Exercise brief –
Only the stretch of the listing below that runs from the line with "pub struct MenuItemCreate" through the line with "image size (5MB)" is to be printed, exactly and with both ends.

The records –
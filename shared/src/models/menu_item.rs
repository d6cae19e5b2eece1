//! Menu Item Model
//!
//! Dishes and drinks live in one table with a `kind` discriminator; the
//! Rust side exposes them as the [`MenuItemDetail`] tagged union.

use serde::{Deserialize, Serialize};

/// Flat row as stored in SQLite
#[derive(Debug, Clone, Serialize, Deserialize)]
#[cfg_attr(feature = "db", derive(sqlx::FromRow))]
pub struct MenuItemRow {
    pub id: i64,
    pub restaurant_id: i64,
    pub name: String,
    pub description: Option<String>,
    pub price: f64,
    /// "DISH" | "DRINK"
    pub kind: String,
    pub course_type: Option<String>,
    /// JSON array of ingredient/component names (dishes only)
    pub elements: Option<String>,
    pub drink_type: Option<String>,
}

/// Type-specific fields of a menu item
#[derive(Debug, Clone, PartialEq, Serialize, Deserialize)]
#[serde(tag = "kind", rename_all = "SCREAMING_SNAKE_CASE")]
pub enum MenuItemDetail {
    Dish {
        course_type: String,
        #[serde(default)]
        elements: Vec<String>,
    },
    Drink {
        drink_type: String,
    },
}

impl MenuItemDetail {
    pub fn kind_str(&self) -> &'static str {
        match self {
            MenuItemDetail::Dish { .. } => "DISH",
            MenuItemDetail::Drink { .. } => "DRINK",
        }
    }
}

/// Menu item as returned by the API
#[derive(Debug, Clone, Serialize, Deserialize)]
pub struct MenuItem {
    pub id: i64,
    pub restaurant_id: i64,
    pub name: String,
    pub description: Option<String>,
    pub price: f64,
    #[serde(flatten)]
    pub detail: MenuItemDetail,
}

impl TryFrom<MenuItemRow> for MenuItem {
    type Error = String;

    fn try_from(row: MenuItemRow) -> Result<Self, Self::Error> {
        let detail = match row.kind.as_str() {
            "DISH" => MenuItemDetail::Dish {
                course_type: row
                    .course_type
                    .ok_or_else(|| format!("dish {} has no course_type", row.id))?,
                elements: match row.elements.as_deref() {
                    Some(raw) => serde_json::from_str(raw)
                        .map_err(|e| format!("dish {} has malformed elements: {e}", row.id))?,
                    None => Vec::new(),
                },
            },
            "DRINK" => MenuItemDetail::Drink {
                drink_type: row
                    .drink_type
                    .ok_or_else(|| format!("drink {} has no drink_type", row.id))?,
            },
            other => return Err(format!("menu item {} has unknown kind {other}", row.id)),
        };

        Ok(MenuItem {
            id: row.id,
            restaurant_id: row.restaurant_id,
            name: row.name,
            description: row.description,
            price: row.price,
            detail,
        })
    }
}

/// Create menu item payload
#[derive(Debug, Clone, Serialize, Deserialize)]
pub struct MenuItemCreate {
    pub name: String,
    pub description: Option<String>,
    pub price: f64,
    #[serde(flatten)]
    pub detail: MenuItemDetail,
}

#[cfg(test)]
mod tests {
    use super::*;

    #[test]
    fn dish_round_trips_through_tagged_json() {
        let item = MenuItem {
            id: 1,
            restaurant_id: 2,
            name: "Carbonara".into(),
            description: None,
            price: 12.5,
            detail: MenuItemDetail::Dish {
                course_type: "MAIN".into(),
                elements: vec!["egg".into(), "guanciale".into()],
            },
        };
        let json = serde_json::to_value(&item).unwrap();
        assert_eq!(json["kind"], "DISH");
        assert_eq!(json["course_type"], "MAIN");
        let back: MenuItem = serde_json::from_value(json).unwrap();
        assert_eq!(back.detail, item.detail);
    }

    #[test]
    fn drink_row_converts_without_dish_fields() {
        let row = MenuItemRow {
            id: 7,
            restaurant_id: 2,
            name: "House Red".into(),
            description: Some("Glass".into()),
            price: 4.0,
            kind: "DRINK".into(),
            course_type: None,
            elements: None,
            drink_type: Some("WINE".into()),
        };
        let item = MenuItem::try_from(row).unwrap();
        assert_eq!(
            item.detail,
            MenuItemDetail::Drink {
                drink_type: "WINE".into()
            }
        );
    }
}
//! Community API Handlers
//!
//! Community CRUD, membership and the image upload. Reads are anonymous
//! for public communities; the service layer guards private content.

use axum::{
    Json,
    extract::{Multipart, Path, State},
    http::StatusCode,
};
use sha2::{Digest, Sha256};
use std::fs;

use crate::auth::{CurrentUser, OptionalUser};
use crate::core::ServerState;
use crate::db::repository::community as community_repo;
use crate::services::community;
use crate::utils::validation::{MAX_DESCRIPTION_LEN, MAX_NAME_LEN, MAX_TITLE_LEN};
use crate::utils::{AppError, AppResult, validation};
use shared::models::{Community, CommunityCreate, CommunityDetail, Member, PostCreate, PostWithAuthor};

/// Maximum image size (5MB)
const MAX_FILE_SIZE: usize = 5 * 1024 * 1024;

/// JPEG quality for re-encoded community images
const JPEG_QUALITY: u8 = 85;

/// GET /api/communities - 获取所有社区
pub async fn list(State(state): State<ServerState>) -> AppResult<Json<Vec<Community>>> {
    let communities = community_repo::find_all(state.pool()).await?;
    Ok(Json(communities))
}

/// GET /api/communities/:id - 社区详情 (含成员)
pub async fn get_by_id(
    State(state): State<ServerState>,
    Path(id): Path<i64>,
) -> AppResult<Json<CommunityDetail>> {
    let detail = community::get_community(state.pool(), id).await?;
    Ok(Json(detail))
}

/// POST /api/communities - 创建社区
pub async fn create(
    State(state): State<ServerState>,
    user: CurrentUser,
    Json(payload): Json<CommunityCreate>,
) -> AppResult<(StatusCode, Json<Community>)> {
    validation::validate_required_text(&payload.name, "name", MAX_NAME_LEN)?;
    validation::validate_optional_text(&payload.description, "description", MAX_DESCRIPTION_LEN)?;

    let created = community::create_community(state.pool(), &user, payload).await?;
    Ok((StatusCode::CREATED, Json(created)))
}

/// POST /api/communities/:id/members - 加入社区
pub async fn join(
    State(state): State<ServerState>,
    user: CurrentUser,
    Path(id): Path<i64>,
) -> AppResult<(StatusCode, Json<Member>)> {
    let member = community::join_community(state.pool(), &user, id).await?;
    Ok((StatusCode::CREATED, Json(member)))
}

#[derive(Debug, serde::Deserialize)]
pub struct UpdateMemberRoleRequest {
    pub member_role: shared::types::MemberRole,
}

/// PUT /api/communities/:id/members/:user_id - 调整成员角色 (仅 OWNER)
pub async fn update_member_role(
    State(state): State<ServerState>,
    user: CurrentUser,
    Path((id, user_id)): Path<(i64, i64)>,
    Json(payload): Json<UpdateMemberRoleRequest>,
) -> AppResult<Json<Member>> {
    let updated =
        community::update_member_role(state.pool(), &user, id, user_id, payload.member_role)
            .await?;
    Ok(Json(updated))
}

/// DELETE /api/communities/:id/members/:user_id - 移除成员 (或退出)
pub async fn remove_member(
    State(state): State<ServerState>,
    user: CurrentUser,
    Path((id, user_id)): Path<(i64, i64)>,
) -> AppResult<StatusCode> {
    community::remove_member(state.pool(), &user, id, user_id).await?;
    Ok(StatusCode::NO_CONTENT)
}

/// GET /api/communities/:id/posts - 社区帖子列表
pub async fn list_posts(
    State(state): State<ServerState>,
    OptionalUser(viewer): OptionalUser,
    Path(id): Path<i64>,
) -> AppResult<Json<Vec<PostWithAuthor>>> {
    let posts = community::list_posts(state.pool(), viewer.as_ref(), id).await?;
    Ok(Json(posts))
}

/// POST /api/communities/:id/posts - 发布帖子
pub async fn create_post(
    State(state): State<ServerState>,
    user: CurrentUser,
    Path(id): Path<i64>,
    Json(payload): Json<PostCreate>,
) -> AppResult<(StatusCode, Json<PostWithAuthor>)> {
    validation::validate_required_text(&payload.title, "title", MAX_TITLE_LEN)?;
    validation::validate_optional_text(&payload.description, "description", MAX_DESCRIPTION_LEN)?;

    let created = community::create_post(state.pool(), &user, id, payload).await?;
    Ok((StatusCode::CREATED, Json(created)))
}

// ── Image upload ────────────────────────────────────────────────────

/// Validate and re-encode an uploaded image as JPEG
fn process_image(data: &[u8]) -> Result<Vec<u8>, AppError> {
    let img = image::load_from_memory(data)
        .map_err(|e| AppError::validation(format!("Invalid image: {}", e)))?;

    let mut buffer = Vec::new();
    {
        let mut cursor = std::io::Cursor::new(&mut buffer);
        let rgb_img = img.to_rgb8();
        let encoder = image::codecs::jpeg::JpegEncoder::new_with_quality(&mut cursor, JPEG_QUALITY);
        rgb_img
            .write_with_encoder(encoder)
            .map_err(|e| AppError::internal(format!("Failed to compress image: {}", e)))?;
    }
    Ok(buffer)
}

/// POST /api/communities/:id/image - 上传社区头图
///
/// Accepts PNG/JPEG/WebP in a `file` multipart field, re-encodes to JPEG
/// and stores it content-addressed (same image, same file).
pub async fn upload_image(
    State(state): State<ServerState>,
    user: CurrentUser,
    Path(id): Path<i64>,
    mut multipart: Multipart,
) -> AppResult<Json<Community>> {
    // OWNER/ADMIN only
    community::check_image_access(state.pool(), &user, id).await?;

    // Find the file field
    let mut field_data: Option<Vec<u8>> = None;
    let mut original_filename = None;

    while let Some(f) = multipart
        .next_field()
        .await
        .map_err(|e| AppError::validation(format!("Invalid multipart request: {}", e)))?
    {
        let name = f.name().map(|s| s.to_string());
        if name.as_deref() == Some("file") || name.as_deref() == Some("") {
            original_filename = f.file_name().map(|s| s.to_string());
            field_data = Some(
                f.bytes()
                    .await
                    .map_err(|e| AppError::validation(format!("Multipart error: {}", e)))?
                    .to_vec(),
            );
            break;
        }
    }

    let data = field_data.ok_or_else(|| {
        AppError::validation("No 'file' field found. Field name must be 'file'".to_string())
    })?;
    let filename = original_filename
        .ok_or_else(|| AppError::validation("No filename provided in file field".to_string()))?;

    if data.is_empty() {
        return Err(AppError::validation("Empty file provided".to_string()));
    }
    if data.len() > MAX_FILE_SIZE {
        return Err(AppError::validation(format!(
            "File too large. Maximum size is {}MB",
            MAX_FILE_SIZE / 1024 / 1024
        )));
    }

    // The extension must look like an image before we even try to decode
    let looks_like_image = mime_guess::from_path(&filename)
        .first()
        .map(|m| m.type_() == mime_guess::mime::IMAGE)
        .unwrap_or(false);
    if !looks_like_image {
        return Err(AppError::validation(format!(
            "Unsupported file type for '{}'",
            filename
        )));
    }

    let compressed = process_image(&data)?;

    // Content-addressed filename: re-uploading the same image is a no-op
    let file_hash = hex::encode(Sha256::digest(&compressed));
    let new_filename = format!("{}.jpg", file_hash);

    let images_dir = state.work_dir().join("uploads/communities");
    fs::create_dir_all(&images_dir)
        .map_err(|e| AppError::internal(format!("Failed to create images directory: {}", e)))?;

    let file_path = images_dir.join(&new_filename);
    if !file_path.exists() {
        fs::write(&file_path, &compressed)
            .map_err(|e| AppError::internal(format!("Failed to save file: {}", e)))?;
    }

    let image_url = format!("/uploads/communities/{}", new_filename);
    community_repo::set_image_url(state.pool(), id, &image_url).await?;

    tracing::info!(
        community_id = id,
        original_name = %filename,
        size = compressed.len(),
        hash = %file_hash,
        "Community image updated"
    );

    let updated = community_repo::find_by_id(state.pool(), id)
        .await?
        .ok_or_else(|| AppError::not_found(format!("Community {id} not found")))?;
    Ok(Json(updated))
}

Written solution –
pub struct MenuItemCreate {
    pub name: String,
    pub description: Option<String>,
    pub price: f64,
    #[serde(flatten)]
    pub detail: MenuItemDetail,
}

#[cfg(test)]
mod tests {
    use super::*;

    #[test]
    fn dish_round_trips_through_tagged_json() {
        let item = MenuItem {
            id: 1,
            restaurant_id: 2,
            name: "Carbonara".into(),
            description: None,
            price: 12.5,
            detail: MenuItemDetail::Dish {
                course_type: "MAIN".into(),
                elements: vec!["egg".into(), "guanciale".into()],
            },
        };
        let json = serde_json::to_value(&item).unwrap();
        assert_eq!(json["kind"], "DISH");
        assert_eq!(json["course_type"], "MAIN");
        let back: MenuItem = serde_json::from_value(json).unwrap();
        assert_eq!(back.detail, item.detail);
    }

    #[test]
    fn drink_row_converts_without_dish_fields() {
        let row = MenuItemRow {
            id: 7,
            restaurant_id: 2,
            name: "House Red".into(),
            description: Some("Glass".into()),
            price: 4.0,
            kind: "DRINK".into(),
            course_type: None,
            elements: None,
            drink_type: Some("WINE".into()),
        };
        let item = MenuItem::try_from(row).unwrap();
        assert_eq!(
            item.detail,
            MenuItemDetail::Drink {
                drink_type: "WINE".into()
            }
        );
    }
}
//! Community API Handlers
//!
//! Community CRUD, membership and the image upload. Reads are anonymous
//! for public communities; the service layer guards private content.

use axum::{
    Json,
    extract::{Multipart, Path, State},
    http::StatusCode,
};
use sha2::{Digest, Sha256};
use std::fs;

use crate::auth::{CurrentUser, OptionalUser};
use crate::core::ServerState;
use crate::db::repository::community as community_repo;
use crate::services::community;
use crate::utils::validation::{MAX_DESCRIPTION_LEN, MAX_NAME_LEN, MAX_TITLE_LEN};
use crate::utils::{AppError, AppResult, validation};
use shared::models::{Community, CommunityCreate, CommunityDetail, Member, PostCreate, PostWithAuthor};

/// Maximum image size (5MB)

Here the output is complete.